___ Data listing ___
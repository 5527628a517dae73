//! Persistent references into the lua registry
//!
//! A [`PersistentRef`] owns exactly one registry slot. Proxies share it through
//! `Rc`, so cloning a proxy bumps the count instead of copying the slot; the
//! slot is removed once, when the last owner drops.

use crate::error::{BridgeError, MarshalError};
use crate::session::SessionInner;
use mlua::{FromLua, RegistryKey, Value};
use std::cell::Cell;
use std::fmt;
use std::rc::{Rc, Weak};
use tracing::{trace, warn};

/// Registry bookkeeping for one session.
#[derive(Debug, Default)]
pub(crate) struct RegistryLedger {
    acquired: Cell<u64>,
    released: Cell<u64>,
}

impl RegistryLedger {
    fn record_acquire(&self) {
        self.acquired.set(self.acquired.get() + 1);
    }

    fn record_release(&self) {
        self.released.set(self.released.get() + 1);
    }

    pub(crate) fn acquired(&self) -> u64 {
        self.acquired.get()
    }

    pub(crate) fn released(&self) -> u64 {
        self.released.get()
    }

    pub(crate) fn live(&self) -> usize {
        (self.acquired.get() - self.released.get()) as usize
    }
}

pub(crate) struct PersistentRef {
    key: Option<RegistryKey>,
    type_name: &'static str,
    session: Weak<SessionInner>,
}

impl PersistentRef {
    /// Store `value` in the session registry and return the owning handle.
    pub(crate) fn acquire(session: &SessionInner, value: Value) -> Result<Rc<Self>, BridgeError> {
        let type_name = value.type_name();
        let key = session.lua().create_registry_value(value)?;
        session.ledger().record_acquire();
        trace!(type_name, live = session.ledger().live(), "acquired registry slot");

        Ok(Rc::new(Self {
            key: Some(key),
            type_name,
            session: session.downgrade(),
        }))
    }

    pub(crate) fn type_name(&self) -> &'static str {
        self.type_name
    }

    /// Upgrade to the owning session, failing if it was torn down.
    pub(crate) fn session(&self) -> Result<Rc<SessionInner>, BridgeError> {
        self.session.upgrade().ok_or_else(|| {
            warn!(type_name = self.type_name, "reference used after session teardown");
            BridgeError::DanglingReference
        })
    }

    pub(crate) fn is_attached(&self) -> bool {
        self.session.strong_count() > 0
    }

    /// Fetch the referenced value for use in `session`.
    pub(crate) fn push<T: FromLua>(&self, session: &SessionInner) -> Result<T, BridgeError> {
        if !self.is_attached() {
            warn!(type_name = self.type_name, "reference used after session teardown");
            return Err(BridgeError::DanglingReference);
        }
        if !std::ptr::eq(self.session.as_ptr(), session) {
            return Err(MarshalError::ForeignReference.into());
        }
        let key = self.key.as_ref().ok_or(BridgeError::ReleasedReference)?;
        Ok(session.lua().registry_value(key)?)
    }

    /// Clear the registry slot. Safe to call more than once.
    pub(crate) fn release(&mut self) {
        let Some(key) = self.key.take() else {
            return;
        };
        // A torn-down session already freed the registry with its state.
        let Some(session) = self.session.upgrade() else {
            return;
        };
        if let Err(err) = session.lua().remove_registry_value(key) {
            warn!(error = %err, "failed to release registry slot");
        }
        session.ledger().record_release();
        trace!(type_name = self.type_name, live = session.ledger().live(), "released registry slot");
    }
}

impl Drop for PersistentRef {
    fn drop(&mut self) {
        self.release();
    }
}

impl fmt::Debug for PersistentRef {
    fn fmt(&self, f: &mut fmt::Formatter<'_>) -> fmt::Result {
        f.debug_struct("PersistentRef")
            .field("type_name", &self.type_name)
            .field("released", &self.key.is_none())
            .field("attached", &self.is_attached())
            .finish()
    }
}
___
How many of the lines above hold the word "warn"? Give only that number.

4